My friend, how is it that you came in here
without a wedding garment? (Mt 22:12)

The Great Feast, Told Twice

The quickest way to understand the parable of the great feast in the First Reading is to first read Luke's version of the same story in Luke 14:16-24. Most students of the parables are convinced that, in this case, Luke gives us the version closest to Jesus' life setting and that Matthew has given the parable quite a different turn to apply it to the pastoral needs of the community for whom he was writing.

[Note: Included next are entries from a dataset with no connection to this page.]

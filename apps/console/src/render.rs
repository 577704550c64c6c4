//! # Rendering
//!
//! Turns screens, tables and forms into terminal text. Every function here
//! returns a `String`; only `main` writes to stdout.
//!
//! ## Layout
//! ```text
//! Depot Admin                                             [logout]
//! ────────────────────────────────────────────────────────────────
//!   Home
//! > State          ◄── active entry (forms mark their list)
//!   City
//!   Warehouse
//! ────────────────────────────────────────────────────────────────
//! <notifications>
//! <body>
//! ```

use depot_core::form::{CityForm, ResourceForm, SelectOption, StateForm, WarehouseForm};
use depot_core::navigation::{active_menu_item, MENU};
use depot_core::{City, Notification, NotificationKind, ResourceKind, Route, State, Warehouse};

use crate::commands::Screen;
use crate::error::GENERIC_FAILURE;

/// Console title shown in the header.
pub const TITLE: &str = "Depot Admin";

const RULE_WIDTH: usize = 64;

// =============================================================================
// Table Rows
// =============================================================================

/// How a record renders as a table row.
pub trait TableRow {
    const HEADERS: &'static [&'static str];

    fn cells(&self) -> Vec<String>;
}

impl TableRow for State {
    const HEADERS: &'static [&'static str] = &["ID", "Name", "Code", "Status"];

    fn cells(&self) -> Vec<String> {
        vec![
            self.id.to_string(),
            self.name.clone(),
            self.code.clone(),
            self.status.to_string(),
        ]
    }
}

impl TableRow for City {
    const HEADERS: &'static [&'static str] = &["ID", "Name", "Code", "State", "Status"];

    fn cells(&self) -> Vec<String> {
        vec![
            self.id.to_string(),
            self.name.clone(),
            self.code.clone(),
            self.state_name().to_string(),
            self.status.to_string(),
        ]
    }
}

impl TableRow for Warehouse {
    const HEADERS: &'static [&'static str] = &["ID", "Name", "State", "City", "Status"];

    fn cells(&self) -> Vec<String> {
        vec![
            self.id.to_string(),
            self.name.clone(),
            self.state_name().to_string(),
            self.city_name().to_string(),
            self.status.to_string(),
        ]
    }
}

/// Renders rows as an aligned text table.
pub fn table<R: TableRow>(rows: &[&R]) -> String {
    let cells: Vec<Vec<String>> = rows.iter().map(|row| row.cells()).collect();

    let mut widths: Vec<usize> = R::HEADERS.iter().map(|h| h.chars().count()).collect();
    for row in &cells {
        for (width, cell) in widths.iter_mut().zip(row) {
            *width = (*width).max(cell.chars().count());
        }
    }

    let mut out = String::new();
    let headers: Vec<String> = R::HEADERS.iter().map(|h| h.to_string()).collect();
    push_row(&mut out, &headers, &widths);
    let separator: Vec<String> = widths.iter().map(|w| "-".repeat(*w)).collect();
    push_row(&mut out, &separator, &widths);

    if cells.is_empty() {
        out.push_str("No records found\n");
    }
    for row in &cells {
        push_row(&mut out, row, &widths);
    }
    out
}

fn push_row(out: &mut String, cells: &[String], widths: &[usize]) {
    let line: Vec<String> = cells
        .iter()
        .zip(widths)
        .map(|(cell, width)| format!("{:<width$}", cell, width = width))
        .collect();
    out.push_str(line.join("  ").trim_end());
    out.push('\n');
}

// =============================================================================
// Pages
// =============================================================================

pub fn loading_page(kind: ResourceKind) -> String {
    format!("Loading {}...", kind.label())
}

/// Generic failure page; the detail only goes to the log.
pub fn error_page() -> String {
    format!("{}\nRun the command again, or check the log with RUST_LOG=debug.\n", GENERIC_FAILURE)
}

pub fn home_page() -> String {
    format!(
        "Welcome to {}\nToday is {}. Pick State, City or Warehouse from the menu.\n",
        TITLE,
        chrono::Local::now().format("%A, %d %B %Y")
    )
}

pub fn login_prompt() -> String {
    "You are not logged in. Run `depot-console login --email <EMAIL> --password <PASSWORD>`.\n".to_string()
}

pub fn notification(notification: &Notification) -> String {
    let marker = match notification.kind {
        NotificationKind::Success => "ok",
        NotificationKind::Error => "error",
    };
    format!(
        "[{} {}] {}",
        notification.issued_at.format("%H:%M:%S"),
        marker,
        notification.message
    )
}

fn rule() -> String {
    "─".repeat(RULE_WIDTH)
}

/// Header and side menu; public pages get neither.
pub fn layout(route: Route) -> String {
    if !route.is_protected() {
        return String::new();
    }

    let mut out = format!("{:<width$}[logout]\n", TITLE, width = RULE_WIDTH - 8);
    out.push_str(&rule());
    out.push('\n');

    let active = active_menu_item(route).map(|item| item.route);
    for item in MENU.iter() {
        let marker = if Some(item.route) == active { ">" } else { " " };
        out.push_str(&format!("{} {}\n", marker, item.label));
    }
    out.push_str(&rule());
    out.push('\n');
    out
}

/// The full text of a screen.
pub fn screen(screen: &Screen) -> String {
    let mut out = layout(screen.route);
    for note in &screen.notifications {
        out.push_str(&notification(note));
        out.push('\n');
    }
    out.push_str(&screen.body);
    out
}

// =============================================================================
// Forms
// =============================================================================

/// Field values of a form, in display order.
pub trait FormFields {
    fn fields(&self) -> Vec<(&'static str, String)>;
}

fn option_label(options: &[SelectOption], id: Option<&depot_core::ResourceId>) -> String {
    match id {
        None => String::new(),
        Some(id) => options
            .iter()
            .find(|option| &option.id == id)
            .map(|option| format!("{} ({})", option.name, id))
            .unwrap_or_else(|| id.to_string()),
    }
}

impl FormFields for StateForm {
    fn fields(&self) -> Vec<(&'static str, String)> {
        vec![
            ("Name", self.name.clone()),
            ("Code", self.code.clone()),
            ("Status", self.status.to_string()),
        ]
    }
}

impl FormFields for CityForm {
    fn fields(&self) -> Vec<(&'static str, String)> {
        vec![
            ("Name", self.name.clone()),
            ("Code", self.code.clone()),
            ("State", option_label(self.state_options(), self.state.as_ref())),
            ("Status", self.status.to_string()),
        ]
    }
}

impl FormFields for WarehouseForm {
    fn fields(&self) -> Vec<(&'static str, String)> {
        vec![
            ("Name", self.name.clone()),
            ("State", option_label(self.state_options(), self.state())),
            ("City", option_label(self.city_options(), self.city())),
            ("Status", self.status.to_string()),
        ]
    }
}

/// Renders a form with its title and current values.
pub fn form<F: ResourceForm + FormFields>(form: &F) -> String {
    let mut out = format!("{}\n", form.title());
    for (label, value) in form.fields() {
        let value = if value.is_empty() { "-".to_string() } else { value };
        out.push_str(&format!("  {:<8} {}\n", label, value));
    }
    out
}

/// Renders select options, one per line.
pub fn options(heading: &str, options: &[SelectOption]) -> String {
    let mut out = format!("{}\n", heading);
    if options.is_empty() {
        out.push_str("  (none)\n");
    }
    for option in options {
        out.push_str(&format!("  {}  {}\n", option.id, option.name));
    }
    out
}

#[cfg(test)]
mod tests {
    use super::*;
    use depot_core::{Relation, ResourceId, Status, NOT_AVAILABLE};

    #[test]
    fn test_table_aligns_and_shows_not_available() {
        let city = City {
            id: ResourceId::new("c1"),
            name: "Austin".to_string(),
            code: "AUS".to_string(),
            status: Status::Active,
            state: Some(Relation::Id(ResourceId::new("s1"))),
        };
        let text = table(&[&city]);
        let lines: Vec<&str> = text.lines().collect();
        assert!(lines[0].starts_with("ID  Name"));
        assert!(lines[2].contains(NOT_AVAILABLE));
        assert!(lines[2].ends_with("Active"));
    }

    #[test]
    fn test_empty_table() {
        let rows: Vec<&State> = Vec::new();
        assert!(table(&rows).contains("No records found"));
    }

    #[test]
    fn test_layout_marks_active_menu_entry() {
        let text = layout(Route::Form(ResourceKind::City));
        assert!(text.starts_with(TITLE));
        assert!(text.contains("> City"));
        assert!(text.contains("  State"));
        assert!(layout(Route::Login).is_empty());
    }

    #[test]
    fn test_notification_marker() {
        let text = notification(&Notification::error("Failed to delete state"));
        assert!(text.contains("error] Failed to delete state"));
    }

    #[test]
    fn test_form_rendering() {
        let mut form = StateForm::create();
        form.name = "Ohio".to_string();
        let text = super::form(&form);
        assert!(text.starts_with("Add State"));
        assert!(text.contains("Ohio"));
        assert!(text.contains("Code     -"));
    }
}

So read Luke 14:16-24 first. Notice that in his setting, a dinner party, Jesus tells the story in response to a guest's dreamy statement: “Blessed is the one who will dine in the kingdom of God.” Jesus proceeds to tell of a banquet to which none of the invited guests come, all of them begging off with phony excuses. The would-be host then instructs his servant to invite the poor, crippled, blind, and lame. Finding that there is still room, he has the servant call people in from the highways and hedgerows. In Luke’s setting, the parable is a commentary on Jesus' ministry and who is responding, or not. To his dreamy dining companion Jesus is saying something that might be paraphrased as follows:

Buddy, the kingdom of God is not something in the distant future. In my own preaching and table fellowship I've been inviting people to the table of the kingdom of God regularly, but most of those invited reject me, coming up with excuses like, “He eats with tax collectors and sinners,” or “He heals on the Sabbath.” Meanwhile, it is the poor and those in need of healing who respond to my invitation to the reign of God. And even outsiders (Gentiles) will be included.

Thus far Luke.

When Jesus looks at scripture, it’s a different story. He recalls Isaiah’s parable of the vineyard, but only to engage it for his own time and people.
Matthew, on the other hand, has Jesus tell the story in the Temple precincts, when the chief priests and Pharisees come to challenge his authority after the clearing of the Temple. Matthew's fingerprints are all over his version of it. He specifies the characters and the occasion as a wedding feast that a king gives for his son—making it easy to identify God inviting the people of Israel to the eschatological banquet of his Son Jesus Christ. The single servant in Luke becomes two groups of servants in Matthew. More than simply excusing themselves, the invitees abuse and even murder the servants—all of which parallels the behavior of the wicked vineyard tenants of the parable placed just before this in Matthew's Gospel. So in Matthew's version, the two waves of servants easily fit the pattern of the former and the latter prophets (as in the story of the wicked tenants). In this version, the angry response of the host shows not only in the invitation of “street people” but in the destruction of those murderers and the burning of “their city.”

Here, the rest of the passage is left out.